#### What is being asked
Word for word, reproduce every line of the data.

#### Extracted records
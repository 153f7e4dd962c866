//! Ports - interfaces the domain needs from infrastructure

mod platform;
mod store;

pub use platform::{PlatformClient, PlatformUser};
pub use store::{RepoResult, ShipStore};
//! Test fixtures - in-memory store and recording platform client
//!
//! Both implement the real ports so the full application stack runs without
//! external services.

use std::sync::atomic::{AtomicI64, Ordering};
use std::sync::Mutex;
use std::time::Duration;

use async_trait::async_trait;

use ship_core::entities::Ship;
use ship_core::error::DomainError;
use ship_core::traits::{PlatformClient, PlatformUser, RepoResult, ShipStore};
use ship_core::value_objects::{ShipId, UserId};

/// In-memory `ShipStore` obeying the storage contract
#[derive(Default)]
pub struct MemoryShipStore {
    ships: Mutex<Vec<Ship>>,
    next_id: AtomicI64,
}

#[async_trait]
impl ShipStore for MemoryShipStore {
    async fn create(&self, user1: &UserId, user2: &UserId, name: &str) -> RepoResult<Ship> {
        let mut ships = self.ships.lock().unwrap();
        if ships.iter().any(|s| s.matches_name(name)) {
            return Err(DomainError::DuplicateName(name.to_string()));
        }
        let id = self.next_id.fetch_add(1, Ordering::SeqCst) + 1;
        let ship = Ship::new(
            ShipId::new(id),
            user1.clone(),
            user2.clone(),
            name.to_string(),
        );
        ships.push(ship.clone());
        Ok(ship)
    }

    async fn find_by_name(&self, name: &str) -> RepoResult<Option<Ship>> {
        Ok(self
            .ships
            .lock()
            .unwrap()
            .iter()
            .find(|s| s.matches_name(name))
            .cloned())
    }

    async fn find_by_pair(&self, user1: &UserId, user2: &UserId) -> RepoResult<Option<Ship>> {
        Ok(self
            .ships
            .lock()
            .unwrap()
            .iter()
            .find(|s| s.involves(user1, user2))
            .cloned())
    }

    async fn rename(&self, user1: &UserId, user2: &UserId, new_name: &str) -> RepoResult<Ship> {
        let mut ships = self.ships.lock().unwrap();
        if ships
            .iter()
            .any(|s| s.matches_name(new_name) && !s.involves(user1, user2))
        {
            return Err(DomainError::DuplicateName(new_name.to_string()));
        }
        let ship = ships
            .iter_mut()
            .find(|s| s.involves(user1, user2))
            .ok_or(DomainError::PairNotFound)?;
        ship.name = new_name.to_string();
        Ok(ship.clone())
    }

    async fn delete(&self, name: &str) -> RepoResult<()> {
        let mut ships = self.ships.lock().unwrap();
        let before = ships.len();
        ships.retain(|s| !s.matches_name(name));
        if ships.len() == before {
            return Err(DomainError::ShipNotFound(name.to_string()));
        }
        Ok(())
    }

    async fn increment_support(&self, name: &str) -> RepoResult<i64> {
        // The mutex makes the read-modify-write a single critical section,
        // matching the atomicity the real backends provide.
        let mut ships = self.ships.lock().unwrap();
        let ship = ships
            .iter_mut()
            .find(|s| s.matches_name(name))
            .ok_or_else(|| DomainError::ShipNotFound(name.to_string()))?;
        ship.support_count += 1;
        Ok(ship.support_count)
    }

    async fn set_support(&self, name: &str, value: i64) -> RepoResult<()> {
        if value < 0 {
            return Err(DomainError::InvalidSupportValue(value));
        }
        let mut ships = self.ships.lock().unwrap();
        let ship = ships
            .iter_mut()
            .find(|s| s.matches_name(name))
            .ok_or_else(|| DomainError::ShipNotFound(name.to_string()))?;
        ship.support_count = value;
        Ok(())
    }

    async fn top_by_score(&self, limit: usize) -> RepoResult<Vec<Ship>> {
        let mut ships = self.ships.lock().unwrap().clone();
        ships.sort_by(|a, b| b.support_count.cmp(&a.support_count).then(a.id.cmp(&b.id)));
        ships.truncate(limit);
        Ok(ships)
    }
}

/// One recorded follow-up edit
#[derive(Debug, Clone)]
pub struct FollowUpEdit {
    pub application_id: String,
    pub token: String,
    pub payload: serde_json::Value,
}

/// Platform client serving a fixed roster and recording follow-up edits
pub struct RecordingPlatform {
    users: Vec<PlatformUser>,
    edits: Mutex<Vec<FollowUpEdit>>,
}

impl RecordingPlatform {
    pub fn new(users: Vec<PlatformUser>) -> Self {
        Self {
            users,
            edits: Mutex::new(Vec::new()),
        }
    }

    /// Snapshot of the recorded follow-up edits
    pub fn edits(&self) -> Vec<FollowUpEdit> {
        self.edits.lock().unwrap().clone()
    }

    /// Wait until at least `count` follow-up edits have been delivered.
    ///
    /// # Panics
    /// Panics if the edits do not arrive within two seconds.
    pub async fn wait_for_edits(&self, count: usize) -> Vec<FollowUpEdit> {
        for _ in 0..200 {
            let edits = self.edits();
            if edits.len() >= count {
                return edits;
            }
            tokio::time::sleep(Duration::from_millis(10)).await;
        }
        panic!(
            "expected {count} follow-up edits, got {}",
            self.edits().len()
        );
    }
}

#[async_trait]
impl PlatformClient for RecordingPlatform {
    async fn get_user(&self, id: &UserId) -> RepoResult<PlatformUser> {
        self.users
            .iter()
            .find(|u| &u.id == id)
            .cloned()
            .ok_or_else(|| DomainError::FetchError(format!("no such user: {id}")))
    }

    async fn list_guild_members(&self, _guild_id: &str) -> RepoResult<Vec<PlatformUser>> {
        Ok(self.users.clone())
    }

    async fn edit_original_response(
        &self,
        application_id: &str,
        interaction_token: &str,
        payload: &serde_json::Value,
    ) -> RepoResult<()> {
        self.edits.lock().unwrap().push(FollowUpEdit {
            application_id: application_id.to_string(),
            token: interaction_token.to_string(),
            payload: payload.clone(),
        });
        Ok(())
    }
}

/// A platform user for test rosters
pub fn platform_user(id: &str, username: &str, bot: bool) -> PlatformUser {
    PlatformUser {
        id: UserId::new(id),
        username: username.to_string(),
        global_name: None,
        bot,
    }
}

#### Reply
repository 153f7e4dd962c866
//! Ports - interfaces the domain needs from infrastructure

mod platform;
mod store;

pub use platform::{PlatformClient, PlatformUser};
pub use store::{RepoResult, ShipStore};
//! Test fixtures - in-memory store and recording platform client
//!
//! Both implement the real ports so the full application stack runs without
//! external services.

use std::sync::atomic::{AtomicI64, Ordering};
use std::sync::Mutex;
use std::time::Duration;

use async_trait::async_trait;

use ship_core::entities::Ship;
use ship_core::error::DomainError;
use ship_core::traits::{PlatformClient, PlatformUser, RepoResult, ShipStore};
use ship_core::value_objects::{ShipId, UserId};

/// In-memory `ShipStore` obeying the storage contract
#[derive(Default)]
pub struct MemoryShipStore {
    ships: Mutex<Vec<Ship>>,
    next_id: AtomicI64,
}

#[async_trait]
impl ShipStore for MemoryShipStore {
    async fn create(&self, user1: &UserId, user2: &UserId, name: &str) -> RepoResult<Ship> {
        let mut ships = self.ships.lock().unwrap();
        if ships.iter().any(|s| s.matches_name(name)) {
            return Err(DomainError::DuplicateName(name.to_string()));
        }
        let id = self.next_id.fetch_add(1, Ordering::SeqCst) + 1;
        let ship = Ship::new(
            ShipId::new(id),
            user1.clone(),
            user2.clone(),
            name.to_string(),
        );
        ships.push(ship.clone());
        Ok(ship)
    }

    async fn find_by_name(&self, name: &str) -> RepoResult<Option<Ship>> {
        Ok(self
            .ships
            .lock()
            .unwrap()
            .iter()
            .find(|s| s.matches_name(name))
            .cloned())
    }

    async fn find_by_pair(&self, user1: &UserId, user2: &UserId) -> RepoResult<Option<Ship>> {
        Ok(self
            .ships
            .lock()
            .unwrap()
            .iter()
            .find(|s| s.involves(user1, user2))
            .cloned())
    }

    async fn rename(&self, user1: &UserId, user2: &UserId, new_name: &str) -> RepoResult<Ship> {
        let mut ships = self.ships.lock().unwrap();
        if ships
            .iter()
            .any(|s| s.matches_name(new_name) && !s.involves(user1, user2))
        {
            return Err(DomainError::DuplicateName(new_name.to_string()));
        }
        let ship = ships
            .iter_mut()
            .find(|s| s.involves(user1, user2))
            .ok_or(DomainError::PairNotFound)?;
        ship.name = new_name.to_string();
        Ok(ship.clone())
    }

    async fn delete(&self, name: &str) -> RepoResult<()> {
        let mut ships = self.ships.lock().unwrap();
        let before = ships.len();
        ships.retain(|s| !s.matches_name(name));
        if ships.len() == before {
            return Err(DomainError::ShipNotFound(name.to_string()));
        }
        Ok(())
    }

    async fn increment_support(&self, name: &str) -> RepoResult<i64> {
        // The mutex makes the read-modify-write a single critical section,
        // matching the atomicity the real backends provide.
        let mut ships = self.ships.lock().unwrap();
        let ship = ships
            .iter_mut()
            .find(|s| s.matches_name(name))
            .ok_or_else(|| DomainError::ShipNotFound(name.to_string()))?;
        ship.support_count += 1;
        Ok(ship.support_count)
    }

    async fn set_support(&self, name: &str, value: i64) -> RepoResult<()> {
        if value < 0 {
            return Err(DomainError::InvalidSupportValue(value));
        }
        let mut ships = self.ships.lock().unwrap();
        let ship = ships
            .iter_mut()
            .find(|s| s.matches_name(name))
            .ok_or_else(|| DomainError::ShipNotFound(name.to_string()))?;
        ship.support_count = value;
        Ok(())
    }

    async fn top_by_score(&self, limit: usize) -> RepoResult<Vec<Ship>> {
        let mut ships = self.ships.lock().unwrap().clone();
        ships.sort_by(|a, b| b.support_count.cmp(&a.support_count).then(a.id.cmp(&b.id)));
        ships.truncate(limit);
        Ok(ships)
    }
}

/// One recorded follow-up edit
#[derive(Debug, Clone)]
pub struct FollowUpEdit {
    pub application_id: String,
    pub token: String,
    pub payload: serde_json::Value,
}

/// Platform client serving a fixed roster and recording follow-up edits
pub struct RecordingPlatform {
    users: Vec<PlatformUser>,
    edits: Mutex<Vec<FollowUpEdit>>,
}

impl RecordingPlatform {
    pub fn new(users: Vec<PlatformUser>) -> Self {
        Self {
            users,
            edits: Mutex::new(Vec::new()),
        }
    }

    /// Snapshot of the recorded follow-up edits
    pub fn edits(&self) -> Vec<FollowUpEdit> {
        self.edits.lock().unwrap().clone()
    }

    /// Wait until at least `count` follow-up edits have been delivered.
    ///
    /// # Panics
    /// Panics if the edits do not arrive within two seconds.
    pub async fn wait_for_edits(&self, count: usize) -> Vec<FollowUpEdit> {
        for _ in 0..200 {
            let edits = self.edits();
            if edits.len() >= count {
                return edits;
            }
            tokio::time::sleep(Duration::from_millis(10)).await;
        }
        panic!(
            "expected {count} follow-up edits, got {}",
            self.edits().len()
        );
    }
}

#[async_trait]
impl PlatformClient for RecordingPlatform {
    async fn get_user(&self, id: &UserId) -> RepoResult<PlatformUser> {
        self.users
            .iter()
            .find(|u| &u.id == id)
            .cloned()
            .ok_or_else(|| DomainError::FetchError(format!("no such user: {id}")))
    }

    async fn list_guild_members(&self, _guild_id: &str) -> RepoResult<Vec<PlatformUser>> {
        Ok(self.users.clone())
    }

    async fn edit_original_response(
        &self,
        application_id: &str,
        interaction_token: &str,
        payload: &serde_json::Value,
    ) -> RepoResult<()> {
        self.edits.lock().unwrap().push(FollowUpEdit {
            application_id: application_id.to_string(),
            token: interaction_token.to_string(),
            payload: payload.clone(),
        });
        Ok(())
    }
}

/// A platform user for test rosters
pub fn platform_user(id: &str, username: &str, bot: bool) -> PlatformUser {
    PlatformUser {
        id: UserId::new(id),
        username: username.to_string(),
        global_name: None,
        bot,
    }
}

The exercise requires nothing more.